It was clear from the trace that LoadTypeLib created an ILockBytes over the .TLB file and promptly provided it to LoadTypeLib2LockBytes. Unfortunately, neither this internal function nor any other leading to its functionality is exported from the OLE automation library. The binary type information parser is not accessible externally for in-memory data. What was missing is that LoadTypeLib did not attempt to QueryInterface for ILockBytes when given a moniker, if ITypeLib is not implemented by the object directly. This approach, therefore, had to be scrapped.

I was hoping I could use MIDL to generate binary type information for me and the notion of implementing ITypeLib completely on my own for in-memory representation seemed like a daunting task. If this is the trade-off, surely reverting to ATL and dealing with the evils of registration would be the better approach?

Not so fast. It turns out there is another approach for getting the type information you need for exposing your C++ object, without generating a full-fledged type library or implementing your own type information provider. The marvelous CreateDispTypeInfo API. You provide it with a INTERFACEDATA structure describing your object and get the type information you need. Combined with CreateStdDispatch, it becomes easy to expose simple objects to automation.

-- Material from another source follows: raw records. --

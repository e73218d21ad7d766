//! Error types for window resolution, plugin execution and summarizing.

use std::process::ExitStatus;

use thiserror::Error;

/// Convenience alias used throughout the library.
pub type Result<T, E = Error> = std::result::Result<T, E>;

/// Top-level error for a single `tsa` invocation.
///
/// Every variant aborts the command; no statistics are printed once one
/// of these has been produced.
#[derive(Debug, Error)]
pub enum Error {
    /// A `--since`, `--until`, `--step` or `--timeout` value was rejected.
    #[error(transparent)]
    Parse(#[from] ParseError),

    /// The data source failed to produce a result.
    #[error("plugin failed: {0}")]
    Plugin(PluginError),

    /// The data source produced something that is neither a series nor a
    /// labeled collection of series.
    #[error(transparent)]
    Shape(#[from] ShapeError),

    /// A series had no samples to summarize.
    #[error("{}", empty_series_message(.label))]
    EmptySeries { label: Option<String> },

    /// Settings could not be loaded.
    #[error("configuration error: {0}")]
    Config(#[from] config::ConfigError),
}

fn empty_series_message(label: &Option<String>) -> String {
    match label {
        Some(label) => format!("series '{}' has no samples", label),
        None => "series has no samples".to_string(),
    }
}

impl From<PluginError> for Error {
    fn from(err: PluginError) -> Self {
        match err {
            PluginError::Shape(shape) => Error::Shape(shape),
            other => Error::Plugin(other),
        }
    }
}

/// A user-supplied option string could not be interpreted.
#[derive(Debug, Error)]
#[error("invalid --{option} value {value:?}: {reason}")]
pub struct ParseError {
    pub option: &'static str,
    pub value: String,
    pub reason: String,
}

impl ParseError {
    pub fn new(option: &'static str, value: &str, reason: impl std::fmt::Display) -> Self {
        Self {
            option,
            value: value.to_string(),
            reason: reason.to_string(),
        }
    }
}

/// Errors raised by [`Plugin`](crate::source::Plugin) implementations.
#[derive(Debug, Error)]
pub enum PluginError {
    /// Reading input or spawning a process failed.
    #[error("I/O error: {0}")]
    Io(#[from] std::io::Error),

    /// Output was not valid JSON.
    #[error("failed to decode output: {0}")]
    Decode(#[from] serde_json::Error),

    /// External command exited unsuccessfully.
    #[error("command `{program}` exited with {status}{}", stderr_suffix(.stderr))]
    Command {
        program: String,
        status: ExitStatus,
        stderr: String,
    },

    /// Output was valid JSON but of the wrong shape.
    #[error(transparent)]
    Shape(#[from] ShapeError),

    /// The fetch did not complete within the configured timeout.
    #[error("timed out after {0:?}")]
    Timeout(std::time::Duration),
}

fn stderr_suffix(stderr: &str) -> String {
    if stderr.is_empty() {
        String::new()
    } else {
        format!(": {}", stderr)
    }
}

/// Plugin output did not match any accepted result shape.
#[derive(Debug, Error)]
#[error("unexpected plugin result: {0}")]
pub struct ShapeError(pub String);

#[cfg(test)]
mod tests {
    use super::*;

    #[test]
    fn test_shape_is_lifted_out_of_plugin_error() {
        let err: Error = PluginError::Shape(ShapeError("expected array".into())).into();
        assert!(matches!(err, Error::Shape(_)));

        let err: Error = PluginError::Timeout(std::time::Duration::from_secs(1)).into();
        assert!(matches!(err, Error::Plugin(PluginError::Timeout(_))));
    }

    #[test]
    fn test_messages() {
        let err = ParseError::new("since", "2x", "unknown unit 'x'");
        assert_eq!(
            err.to_string(),
            "invalid --since value \"2x\": unknown unit 'x'"
        );

        let err = Error::EmptySeries {
            label: Some("cpu".into()),
        };
        assert_eq!(err.to_string(), "series 'cpu' has no samples");
        let err = Error::EmptySeries { label: None };
        assert_eq!(err.to_string(), "series has no samples");
    }
}
//! File-based plugin.
//!
//! Reads a JSON document holding a series or a labeled collection.

use std::path::{Path, PathBuf};

use async_trait::async_trait;
use tracing::debug;

use super::{decode, Plugin};
use crate::data::{PluginResult, RangeOptions, TimeWindow};
use crate::error::PluginError;

/// A plugin that serves the contents of a JSON file.
///
/// The window is ignored: the file is expected to already hold the samples
/// of interest, e.g. a dump produced by another tool.
#[derive(Debug)]
pub struct FilePlugin {
    path: PathBuf,
    description: String,
}

impl FilePlugin {
    /// Create a new file plugin for the given path.
    pub fn new<P: AsRef<Path>>(path: P) -> Self {
        let path = path.as_ref().to_path_buf();
        let description = format!("file: {}", path.display());
        Self { path, description }
    }

    /// Returns the path being read.
    pub fn path(&self) -> &Path {
        &self.path
    }
}

#[async_trait]
impl Plugin for FilePlugin {
    async fn execute(
        &self,
        _window: &TimeWindow,
        _options: &RangeOptions,
    ) -> Result<PluginResult, PluginError> {
        let content = tokio::fs::read(&self.path).await?;
        debug!(path = %self.path.display(), bytes = content.len(), "read plugin file");
        decode(&content)
    }

    fn description(&self) -> &str {
        &self.description
    }
}
//! External command plugin.
//!
//! Runs a program once per invocation and reads its JSON result from
//! stdout. The resolved window is appended to the program's arguments and
//! the raw options are exported through the environment:
//!
//! ```text
//! <program> <args>... --start <ms> --end <ms> --step <step>
//!
//! TSA_SINCE, TSA_UNTIL, TSA_STEP   raw option text (unset when absent)
//! TSA_AGGREGATE                    "true" or "false"
//! ```

use std::process::Stdio;

use async_trait::async_trait;
use tokio::process::Command;
use tracing::debug;

use super::{decode, Plugin};
use crate::data::{PluginResult, RangeOptions, TimeWindow};
use crate::error::PluginError;

/// A plugin backed by an external program.
#[derive(Debug, Clone)]
pub struct CommandPlugin {
    program: String,
    args: Vec<String>,
    description: String,
}

impl CommandPlugin {
    pub fn new(program: impl Into<String>, args: Vec<String>) -> Self {
        let program = program.into();
        let description = format!("exec: {}", program);
        Self {
            program,
            args,
            description,
        }
    }

    /// The full argument list passed for `window`.
    pub fn arguments(&self, window: &TimeWindow) -> Vec<String> {
        let mut args = self.args.clone();
        args.extend([
            "--start".to_string(),
            window.start.to_string(),
            "--end".to_string(),
            window.end.to_string(),
            "--step".to_string(),
            window.step.to_string(),
        ]);
        args
    }

    fn command(&self, window: &TimeWindow, options: &RangeOptions) -> Command {
        let mut command = Command::new(&self.program);
        command
            .args(self.arguments(window))
            .stdin(Stdio::null())
            .stdout(Stdio::piped())
            .stderr(Stdio::piped())
            .kill_on_drop(true);

        for (key, value) in [
            ("TSA_SINCE", &options.since),
            ("TSA_UNTIL", &options.until),
            ("TSA_STEP", &options.step),
        ] {
            match value {
                Some(value) => command.env(key, value),
                None => command.env_remove(key),
            };
        }
        command.env("TSA_AGGREGATE", options.aggregate.to_string());
        command
    }
}

#[async_trait]
impl Plugin for CommandPlugin {
    async fn execute(
        &self,
        window: &TimeWindow,
        options: &RangeOptions,
    ) -> Result<PluginResult, PluginError> {
        debug!(program = %self.program, args = ?self.arguments(window), "running plugin command");

        let output = self.command(window, options).output().await?;
        if !output.status.success() {
            return Err(PluginError::Command {
                program: self.program.clone(),
                status: output.status,
                stderr: String::from_utf8_lossy(&output.stderr).trim().to_string(),
            });
        }

        decode(&output.stdout)
    }

    fn description(&self) -> &str {
        &self.description
    }
}

#[cfg(test)]
mod tests {
    use super::*;

    fn window() -> TimeWindow {
        TimeWindow {
            start: 1_000,
            end: 61_000,
            step: 30.0,
        }
    }

    fn sh(script: &str) -> CommandPlugin {
        CommandPlugin::new("sh", vec!["-c".to_string(), script.to_string(), "sh".to_string()])
    }

    #[test]
    fn test_arguments_append_window() {
        let plugin = CommandPlugin::new("fetch", vec!["--metric".into(), "cpu".into()]);
        assert_eq!(
            plugin.arguments(&window()),
            vec!["--metric", "cpu", "--start", "1000", "--end", "61000", "--step", "30"]
        );
        assert_eq!(plugin.description(), "exec: fetch");
    }

    #[cfg(unix)]
    #[tokio::test]
    async fn test_command_receives_window_and_options() {
        // Echo back the values the plugin was given as a labeled result
        let plugin = sh(r#"if [ "$TSA_AGGREGATE" = true ]; then a=1; else a=0; fi
echo "{\"data\": {\"start\": [$2], \"end\": [$4], \"agg\": [$a]}}""#);

        let options = RangeOptions {
            aggregate: true,
            ..Default::default()
        };
        let result = plugin.execute(&window(), &options).await.unwrap();
        let PluginResult::Labeled(labeled) = result else {
            panic!("expected labeled result");
        };
        assert_eq!(labeled["start"], vec![1000.0]);
        assert_eq!(labeled["end"], vec![61000.0]);
        assert_eq!(labeled["agg"], vec![1.0]);
    }

    #[cfg(unix)]
    #[tokio::test]
    async fn test_command_failure_carries_stderr() {
        let plugin = sh("echo 'upstream unavailable' >&2; exit 3");
        let err = plugin
            .execute(&window(), &RangeOptions::default())
            .await
            .unwrap_err();
        match err {
            PluginError::Command { stderr, status, .. } => {
                assert_eq!(stderr, "upstream unavailable");
                assert_eq!(status.code(), Some(3));
            }
            other => panic!("unexpected error: {other}"),
        }
    }

    #[tokio::test]
    async fn test_missing_program() {
        let plugin = CommandPlugin::new("/nonexistent/tsa-plugin", Vec::new());
        let err = plugin
            .execute(&window(), &RangeOptions::default())
            .await
            .unwrap_err();
        assert!(matches!(err, PluginError::Io(_)));
    }
}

Reviewing the sample included in the MSDN documentation of CreateDispTypeInfo is indicative of the sorry state of affairs in Microsoft’s documentation group, seeing as it is quite incomplete and makes use of macros like METHOD0, METHOD1 and PROPERTY, which are nowhere to be found and must have existed in whatever project the sample code has been copy-pasted from. Detailed discussion of the function’s usage is scarce, but existent, on the Web, primarily in newsgroups. Allow me to illustrate with an example. Consider the following hypothetical C++ class one wishes to expose to scripting:

class MyObject
{
public:
virtual void __stdcall f(int i);
virtual BOOL __stdcall g(float f);
};

As is evident, this class is pretty plain and certainly has nothing to do with COM. Just the sort of class your existing application with no use of COM might have. To expose it, we need to fill some descriptor structures so type information can be generated for it. We add a few static members:
class MyObject
{
public:
virtual void __stdcall f(int i);
virtual BOOL __stdcall g(float f);
static PARAMDATA f_paramData;
static PARAMDATA g_paramData;
static METHODDATA methodData[];
static INTERFACEDATA interfaceData;
};

Let’s fill those babies up:

PARAMDATA MyObject::f_paramData = {
OLESTR("i"), VT_I4
};
PARAMDATA MyObject::g_paramData = {
OLESTR("f"), VT_R4
};
METHODDATA MyObject::methodData[] = {
{ OLESTR("f"), &MyObject::f_paramData, 1, 0, CC_STDCALL, 1, DISPATCH_METHOD, VT_EMPTY },
{ OLESTR("g"), &MyObject::g_paramData, 2, 1, CC_STDCALL, 1, DISPATCH_METHOD, VT_BOOL }
};
INTERFACEDATA MyObject::interfaceData = {
MyObject::methodData,
sizeof(MyObject::methodData) / sizeof(METHODDATA)
};

For each method of our object, we describe the method’s parameters, giving them name and type in a PARAMDATA structure. We then fill a method table for the object with complete information, including the parameter data, return value type, calling convention and such. The INTERFACEDATA wraps the whole thing in a nice little package to feed CreateDispTypeInfo with.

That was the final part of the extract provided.